Sobo & Sobo, LLP, Middletown, NY (Stephen J. Cole-Hatchard of counsel), for appellant.
Burke, Conway & Dillon, White Plains, NY (Sami P. Nasser of counsel), for respondents.
DECISION & ORDER
In an action to recover damages for personal injuries, the plaintiff appeals from an order of the Supreme Court, Orange County (Sandra B. Sciortino, J.), dated June 19, 2018. The order granted the defendants' motion for summary judgment dismissing the complaint on the ground that the plaintiff did not sustain a serious injury within the meaning of Insurance Law § 5102(d) as a result of the subject accident.
ORDERED that the order is affirmed, with costs.
The plaintiff commenced this action to recover damages for personal injuries that she alleged she sustained in a motor vehicle accident that occurred in April 2015. The defendants moved for summary judgment dismissing the complaint on the ground that the plaintiff did not sustain a serious injury within the meaning of Insurance Law § 5102(d) as a result of the subject accident. The Supreme Court granted the defendants' motion, and the plaintiff appeals.

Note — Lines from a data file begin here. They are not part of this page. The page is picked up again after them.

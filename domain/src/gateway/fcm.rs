//! Firebase Cloud Messaging (HTTP v1) push gateway.
//!
//! One request delivers one message to one device registration. Access tokens
//! are obtained with the service-account JWT-bearer grant and cached until
//! shortly before they expire.

use crate::error::{DomainErrorKind, Error, InternalErrorKind};
use async_trait::async_trait;
use jsonwebtoken::{encode, Algorithm, EncodingKey, Header};
use log::*;
use notification::gateway::{DeliveryReceipt, GatewayError, PushGateway};
use notification::job::NotificationJob;
use reqwest::StatusCode;
use secrecy::{ExposeSecret, Secret, SecretString};
use serde::{Deserialize, Serialize};
use serde_json::{json, Value};
use service::config::Config;
use std::collections::BTreeMap;
use std::time::{Duration, SystemTime};
use tokio::sync::Mutex;
use tokio::time::Instant;

const MESSAGING_SCOPE: &str = "https://www.googleapis.com/auth/firebase.messaging";

/// Access tokens are refreshed this long before Google says they expire.
const TOKEN_EXPIRY_MARGIN: Duration = Duration::from_secs(60);

/// The fields of a Google service-account key file the gateway needs.
#[derive(Debug, Deserialize)]
pub struct ServiceAccount {
    pub client_email: String,
    pub private_key: SecretString,
    #[serde(default)]
    pub project_id: Option<String>,
}

/// Where the gateway gets its bearer token from.
pub enum Credentials {
    /// Exchange a signed assertion for an access token at `token_url`.
    ServiceAccount {
        account: ServiceAccount,
        token_url: String,
    },
    /// A fixed access token, e.g. one minted by the platform's metadata server.
    Static(SecretString),
}

// Credentials with the service-account key already parsed.
enum TokenSource {
    ServiceAccount {
        client_email: String,
        signing_key: EncodingKey,
        token_url: String,
    },
    Static(SecretString),
}

impl TokenSource {
    fn from_credentials(credentials: Credentials) -> Result<Self, Error> {
        match credentials {
            Credentials::Static(token) => Ok(TokenSource::Static(token)),
            Credentials::ServiceAccount { account, token_url } => {
                let signing_key =
                    EncodingKey::from_rsa_pem(account.private_key.expose_secret().as_bytes())
                        .map_err(|e| {
                            warn!(
                                "Service-account key of {} is not a valid RSA PEM key: {e}",
                                account.client_email
                            );
                            Error {
                                source: Some(Box::new(e)),
                                error_kind: DomainErrorKind::Internal(InternalErrorKind::Config),
                            }
                        })?;
                Ok(TokenSource::ServiceAccount {
                    client_email: account.client_email,
                    signing_key,
                    token_url,
                })
            }
        }
    }
}

struct CachedToken {
    token: SecretString,
    expires_at: Instant,
}

#[derive(Serialize)]
struct AssertionClaims<'a> {
    iss: &'a str,
    scope: &'a str,
    aud: &'a str,
    iat: u64,
    exp: u64,
}

#[derive(Deserialize)]
struct TokenResponse {
    access_token: String,
    #[serde(default = "default_expires_in")]
    expires_in: u64,
}

fn default_expires_in() -> u64 {
    3600
}

#[derive(Deserialize)]
struct SendResponse {
    name: Option<String>,
}

pub struct FcmGateway {
    client: reqwest::Client,
    base_url: String,
    project_id: String,
    token_source: TokenSource,
    cached_token: Mutex<Option<CachedToken>>,
}

impl FcmGateway {
    /// Fails with a config error when the service-account key cannot be parsed.
    pub fn new(
        base_url: impl Into<String>,
        project_id: impl Into<String>,
        credentials: Credentials,
    ) -> Result<Self, Error> {
        let token_source = TokenSource::from_credentials(credentials)?;
        let client = reqwest::Client::builder().use_rustls_tls().build()?;

        Ok(Self {
            client,
            base_url: base_url.into().trim_end_matches('/').to_string(),
            project_id: project_id.into(),
            token_source,
            cached_token: Mutex::new(None),
        })
    }

    /// Builds the gateway from the service-account file named in the config.
    /// Returns `None` when push delivery is not configured.
    pub async fn from_config(config: &Config) -> Result<Option<Self>, Error> {
        let Some(path) = config.fcm_credentials_file() else {
            info!("FCM credentials not configured; push delivery is disabled");
            return Ok(None);
        };

        let raw = tokio::fs::read_to_string(&path).await.map_err(|e| {
            warn!("Failed to read FCM credentials file {path}: {e}");
            Error {
                source: Some(Box::new(e)),
                error_kind: DomainErrorKind::Internal(InternalErrorKind::Config),
            }
        })?;
        let account: ServiceAccount = serde_json::from_str(&raw).map_err(|e| {
            warn!("FCM credentials file {path} is not a service-account key: {e}");
            Error {
                source: Some(Box::new(e)),
                error_kind: DomainErrorKind::Internal(InternalErrorKind::Config),
            }
        })?;

        let project_id = config
            .fcm_project_id()
            .or_else(|| account.project_id.clone())
            .ok_or_else(|| {
                warn!("Failed to get FCM project id from config or credentials");
                Error::config()
            })?;

        info!("Push delivery enabled for FCM project {project_id}");

        Ok(Some(Self::new(
            config.fcm_base_url(),
            project_id,
            Credentials::ServiceAccount {
                account,
                token_url: config.fcm_token_url().to_string(),
            },
        )?))
    }

    async fn access_token(&self) -> Result<SecretString, GatewayError> {
        let (client_email, signing_key, token_url) = match &self.token_source {
            TokenSource::Static(token) => return Ok(token.clone()),
            TokenSource::ServiceAccount {
                client_email,
                signing_key,
                token_url,
            } => (client_email, signing_key, token_url),
        };

        let mut cached = self.cached_token.lock().await;
        if let Some(token) = cached.as_ref() {
            if token.expires_at > Instant::now() {
                return Ok(token.token.clone());
            }
        }

        let assertion = sign_assertion(client_email, signing_key, token_url)?;
        let response = self
            .client
            .post(token_url)
            .form(&[
                ("grant_type", "urn:ietf:params:oauth:grant-type:jwt-bearer"),
                ("assertion", assertion.as_str()),
            ])
            .send()
            .await
            .map_err(transport_error)?;

        let status = response.status();
        if !status.is_success() {
            let body = response.text().await.unwrap_or_default();
            warn!("FCM token exchange failed: {status} - {body}");
            return Err(if status.is_server_error() {
                GatewayError::Unavailable(format!("token endpoint returned {status}"))
            } else {
                GatewayError::Authentication(format!("token endpoint returned {status}"))
            });
        }

        let token: TokenResponse = response
            .json()
            .await
            .map_err(|e| GatewayError::Authentication(format!("unreadable token response: {e}")))?;

        let lifetime = Duration::from_secs(token.expires_in).saturating_sub(TOKEN_EXPIRY_MARGIN);
        let access_token: SecretString = Secret::new(token.access_token);
        *cached = Some(CachedToken {
            token: access_token.clone(),
            expires_at: Instant::now() + lifetime,
        });
        debug!("Obtained FCM access token valid for {}s", lifetime.as_secs());

        Ok(access_token)
    }

    async fn forget_token(&self) {
        self.cached_token.lock().await.take();
    }

    fn send_url(&self) -> String {
        format!(
            "{}/v1/projects/{}/messages:send",
            self.base_url, self.project_id
        )
    }
}

#[async_trait]
impl PushGateway for FcmGateway {
    async fn send(&self, job: &NotificationJob) -> Result<DeliveryReceipt, GatewayError> {
        let token = self.access_token().await?;

        let response = self
            .client
            .post(self.send_url())
            .bearer_auth(token.expose_secret())
            .json(&message_body(job))
            .send()
            .await
            .map_err(transport_error)?;

        let status = response.status();
        if status.is_success() {
            let message_id = response
                .json::<SendResponse>()
                .await
                .ok()
                .and_then(|body| body.name);
            trace!("FCM accepted job {} as {:?}", job.id, message_id);
            return Ok(DeliveryReceipt { message_id });
        }

        let retry_after = response
            .headers()
            .get(reqwest::header::RETRY_AFTER)
            .and_then(|value| value.to_str().ok())
            .and_then(parse_retry_after);
        let body = response.text().await.unwrap_or_default();

        let err = classify_failure(status, &body, retry_after);
        if matches!(err, GatewayError::Authentication(_)) {
            self.forget_token().await;
        }
        Err(err)
    }
}

fn sign_assertion(
    client_email: &str,
    signing_key: &EncodingKey,
    token_url: &str,
) -> Result<String, GatewayError> {
    let iat = SystemTime::now()
        .duration_since(SystemTime::UNIX_EPOCH)
        .map(|d| d.as_secs())
        .unwrap_or_default();
    let claims = AssertionClaims {
        iss: client_email,
        scope: MESSAGING_SCOPE,
        aud: token_url,
        iat,
        exp: iat + 3600,
    };

    encode(&Header::new(Algorithm::RS256), &claims, signing_key)
        .map_err(|e| GatewayError::Authentication(format!("failed to sign assertion: {e}")))
}

/// The HTTP v1 request body for one job.
pub fn message_body(job: &NotificationJob) -> Value {
    let data: BTreeMap<&str, &str> = job
        .data
        .iter()
        .map(|(k, v)| (k.as_str(), v.as_str()))
        .collect();

    json!({
        "message": {
            "token": job.target_ref,
            "notification": {
                "title": job.title,
                "body": job.body,
            },
            "data": data,
            "android": {
                "priority": "high",
                "notification": { "sound": "default" },
            },
            "apns": {
                "payload": {
                    "aps": { "sound": "default", "badge": 1 },
                },
            },
        }
    })
}

/// Maps a non-success FCM response onto the gateway's failure classes.
pub fn classify_failure(
    status: StatusCode,
    body: &str,
    retry_after: Option<Duration>,
) -> GatewayError {
    let error_code = fcm_error_code(body);
    let detail = format!("{status} {}", error_code.as_deref().unwrap_or(""))
        .trim_end()
        .to_string();

    match error_code.as_deref() {
        Some("UNREGISTERED") | Some("INVALID_ARGUMENT") | Some("SENDER_ID_MISMATCH") => {
            return GatewayError::InvalidTarget(detail)
        }
        Some("QUOTA_EXCEEDED") => return GatewayError::RateLimited { retry_after },
        Some("UNAVAILABLE") | Some("INTERNAL") => return GatewayError::Unavailable(detail),
        _ => {}
    }

    match status {
        StatusCode::NOT_FOUND => GatewayError::InvalidTarget(detail),
        StatusCode::TOO_MANY_REQUESTS => GatewayError::RateLimited { retry_after },
        StatusCode::UNAUTHORIZED | StatusCode::FORBIDDEN => GatewayError::Authentication(detail),
        s if s.is_server_error() => GatewayError::Unavailable(detail),
        _ => GatewayError::Rejected(detail),
    }
}

// FCM puts its own code in error.details[].errorCode; fall back to the RPC status.
fn fcm_error_code(body: &str) -> Option<String> {
    let value: Value = serde_json::from_str(body).ok()?;
    let error = value.get("error")?;

    error
        .get("details")
        .and_then(Value::as_array)
        .and_then(|details| {
            details
                .iter()
                .find_map(|d| d.get("errorCode").and_then(Value::as_str))
        })
        .or_else(|| error.get("status").and_then(Value::as_str))
        .map(str::to_string)
}

/// Accepts both forms of the header: delay seconds and an HTTP date.
pub fn parse_retry_after(value: &str) -> Option<Duration> {
    let value = value.trim();
    if let Ok(seconds) = value.parse::<u64>() {
        return Some(Duration::from_secs(seconds));
    }

    let at = httpdate::parse_http_date(value).ok()?;
    Some(at.duration_since(SystemTime::now()).unwrap_or_default())
}

fn transport_error(err: reqwest::Error) -> GatewayError {
    if err.is_timeout() {
        GatewayError::Timeout(err.to_string())
    } else {
        GatewayError::Network(err.to_string())
    }
}
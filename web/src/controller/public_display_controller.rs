use axum::extract::{Path, State};
use axum::http::StatusCode;
use axum::response::IntoResponse;
use axum::Json;
use serde::Serialize;

use crate::controller::ApiResponse;
use crate::controller::realtime_controller::DEFAULT_FEED_LIMIT;
use crate::{AppState, Error};
use domain::display_token as DisplayTokenApi;
use domain::Id;
use log::*;
use realtime::broadcaster::LEADERBOARD_LIMIT;
use realtime::connection::Audience;
use realtime::message::{LeaderboardEntry, Stats};
use realtime::redaction::{derive_view, AudienceView};

/// Everything a public display renders when it (re)connects.
#[derive(Debug, Serialize)]
pub(crate) struct DisplaySnapshot {
    school_id: Id,
    stats: Stats,
    leaderboard: Vec<LeaderboardEntry>,
    live_feed: Vec<AudienceView>,
}

/// GET the current snapshot for the display identified by `token`.
///
/// The feed carries the public-display view only.
pub async fn snapshot(
    State(app_state): State<AppState>,
    Path(token): Path<String>,
) -> Result<impl IntoResponse, Error> {
    let session = DisplayTokenApi::validate(app_state.db_conn_ref(), &token).await?;
    debug!("GET display snapshot for school {}", session.school_id);

    let read_model = &app_state.read_model;
    let stats = read_model.stats(session.school_id, None).await?;
    let leaderboard = read_model
        .leaderboard(session.school_id, LEADERBOARD_LIMIT)
        .await?;
    let live_feed = read_model
        .live_feed(session.school_id, None, DEFAULT_FEED_LIMIT)
        .await?
        .iter()
        .map(|event| derive_view(event, Audience::PublicDisplay))
        .collect();

    Ok(Json(ApiResponse::new(
        StatusCode::OK.into(),
        DisplaySnapshot {
            school_id: session.school_id,
            stats,
            leaderboard,
            live_feed,
        },
    )))
}
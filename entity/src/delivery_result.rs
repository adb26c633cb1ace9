use sea_orm::entity::prelude::*;
use serde::{Deserialize, Serialize};

/// Result of one delivery attempt, as stored in `delivery_outcomes`.
#[derive(Debug, Clone, Copy, Eq, PartialEq, EnumIter, Deserialize, Serialize, DeriveActiveEnum)]
#[serde(rename_all = "snake_case")]
#[sea_orm(
    rs_type = "String",
    db_type = "Enum",
    enum_name = "delivery_result"
)]
pub enum DeliveryResult {
    #[sea_orm(string_value = "delivered")]
    Delivered,
    #[sea_orm(string_value = "retry_scheduled")]
    RetryScheduled,
    #[sea_orm(string_value = "failed_permanent")]
    FailedPermanent,
}
use crate::controller::{
    event_controller, health_check_controller, public_display_controller, realtime_controller,
};
use crate::ws::handler as ws_handler;
use crate::AppState;
use axum::{
    routing::{get, post},
    Router,
};

pub fn define_routes(app_state: AppState) -> Router {
    Router::new()
        .merge(health_routes())
        .merge(realtime_routes(app_state.clone()))
        .merge(public_display_routes(app_state.clone()))
        .merge(event_routes(app_state.clone()))
        .merge(websocket_routes(app_state))
}

fn health_routes() -> Router {
    Router::new().route("/health", get(health_check_controller::health_check))
}

fn realtime_routes(app_state: AppState) -> Router {
    Router::new()
        .route("/realtime/stats", get(realtime_controller::stats))
        .route("/realtime/leaderboard", get(realtime_controller::leaderboard))
        .route("/realtime/live-feed", get(realtime_controller::live_feed))
        .with_state(app_state)
}

fn public_display_routes(app_state: AppState) -> Router {
    Router::new()
        .route(
            "/public/display/{token}",
            get(public_display_controller::snapshot),
        )
        .with_state(app_state)
}

fn event_routes(app_state: AppState) -> Router {
    Router::new()
        .route("/internal/events", post(event_controller::publish))
        .with_state(app_state)
}

fn websocket_routes(app_state: AppState) -> Router {
    Router::new()
        .route("/ws/attendance", get(ws_handler::dashboard_socket))
        .route("/ws/display/{token}", get(ws_handler::display_socket))
        .with_state(app_state)
}
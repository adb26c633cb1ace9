use crate::Id;
use sea_orm::entity::prelude::*;
use serde::{Deserialize, Serialize};

#[derive(Clone, Debug, PartialEq, DeriveEntityModel, Serialize, Deserialize)]
#[sea_orm(table_name = "classes")]
pub struct Model {
    #[sea_orm(primary_key)]
    pub id: Id,
    pub school_id: Id,
    /// Display name, e.g. "7A"
    pub name: String,
    pub grade: i32,
    /// Academic year, e.g. "2024/2025"
    pub year: String,
    pub created_at: DateTimeWithTimeZone,
    pub updated_at: DateTimeWithTimeZone,
}

#[derive(Copy, Clone, Debug, EnumIter, DeriveRelation)]
pub enum Relation {
    #[sea_orm(
        belongs_to = "super::schools::Entity",
        from = "Column::SchoolId",
        to = "super::schools::Column::Id",
        on_update = "NoAction",
        on_delete = "Cascade"
    )]
    Schools,
    #[sea_orm(has_many = "super::students::Entity")]
    Students,
}

impl Related<super::schools::Entity> for Entity {
    fn to() -> RelationDef {
        Relation::Schools.def()
    }
}

impl Related<super::students::Entity> for Entity {
    fn to() -> RelationDef {
        Relation::Students.def()
    }
}

impl ActiveModelBehavior for ActiveModel {}
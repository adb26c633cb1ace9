use serde::Serialize;

pub(crate) mod event_controller;
pub(crate) mod health_check_controller;
pub(crate) mod public_display_controller;
pub(crate) mod realtime_controller;

#[derive(Debug, Serialize)]
struct ApiResponse<T: Serialize> {
    status_code: u16,
    #[serde(skip_serializing_if = "Option::is_none")]
    data: Option<T>,
}

impl<T: Serialize> ApiResponse<T> {
    pub fn new(status_code: u16, data: T) -> Self {
        Self {
            status_code,
            data: Some(data),
        }
    }

    pub fn no_content(status_code: u16) -> ApiResponse<()> {
        ApiResponse {
            status_code,
            data: None,
        }
    }
}

#[cfg(test)]
mod tests {
    use super::*;
    use axum::http::StatusCode;
    use serde_json::json;

    #[tokio::test]
    async fn test_serialize_api_response_with_some() {
        let response = ApiResponse {
            status_code: StatusCode::OK.into(),
            data: Some(23),
        };
        let serialized = serde_json::to_string(&response).unwrap();

        // Serializing and then deserializing because the string output from serde_json::to_string is
        // non-deterministic as far as the order of the JSON keys. This ensures the test won't be flaky
        let deserialized_value: serde_json::Value = serde_json::from_str(&serialized).unwrap();
        let deserialized_expected_value: serde_json::Value =
            json!({"data": 23, "status_code": 200});
        assert_eq!(deserialized_value, deserialized_expected_value);
    }

    #[tokio::test]
    async fn test_serialize_api_response_with_none() {
        let response = ApiResponse::<()>::no_content(StatusCode::NO_CONTENT.into());
        // No need to deserialize here because there's only one key
        let serialized = serde_json::to_string(&response).unwrap();
        assert_eq!(serialized, json!({"status_code": 204}).to_string());
    }
}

The defendants met their prima facie burden of showing that the plaintiff did not sustain a serious injury within the meaning of Insurance Law § 5102(d) as a result of the subject accident (see Toure v Avis Rent A Car Sys., 98 NY2d 345, 352; Gaddy v Eyler, 79 NY2d 955, 956-957) by submitting competent medical evidence establishing, prima facie, that the plaintiff's alleged injuries were degenerative in nature and not caused by the accident (see Gouvea v Lesende, 127 AD3d 811, 811; Fontana v Aamaar & Maani Karan Tr. Corp., 124 AD3d 579, 580).
In opposition, the plaintiff's expert failed to address the findings of the defendants' radiologist that the alleged injuries were degenerative in nature. Thus, the conclusions of the plaintiff's expert as to causation were insufficient to raise a triable issue of fact (see Zavala v Zizzo, 172 AD3d 793; Cavitolo v Broser, 163 AD3d 913, 914).
Accordingly, we agree with the Supreme Court's determination granting the defendants' motion for summary judgment dismissing the complaint.
DILLON, J.P., COHEN, DUFFY and CHRISTOPHER, JJ., concur.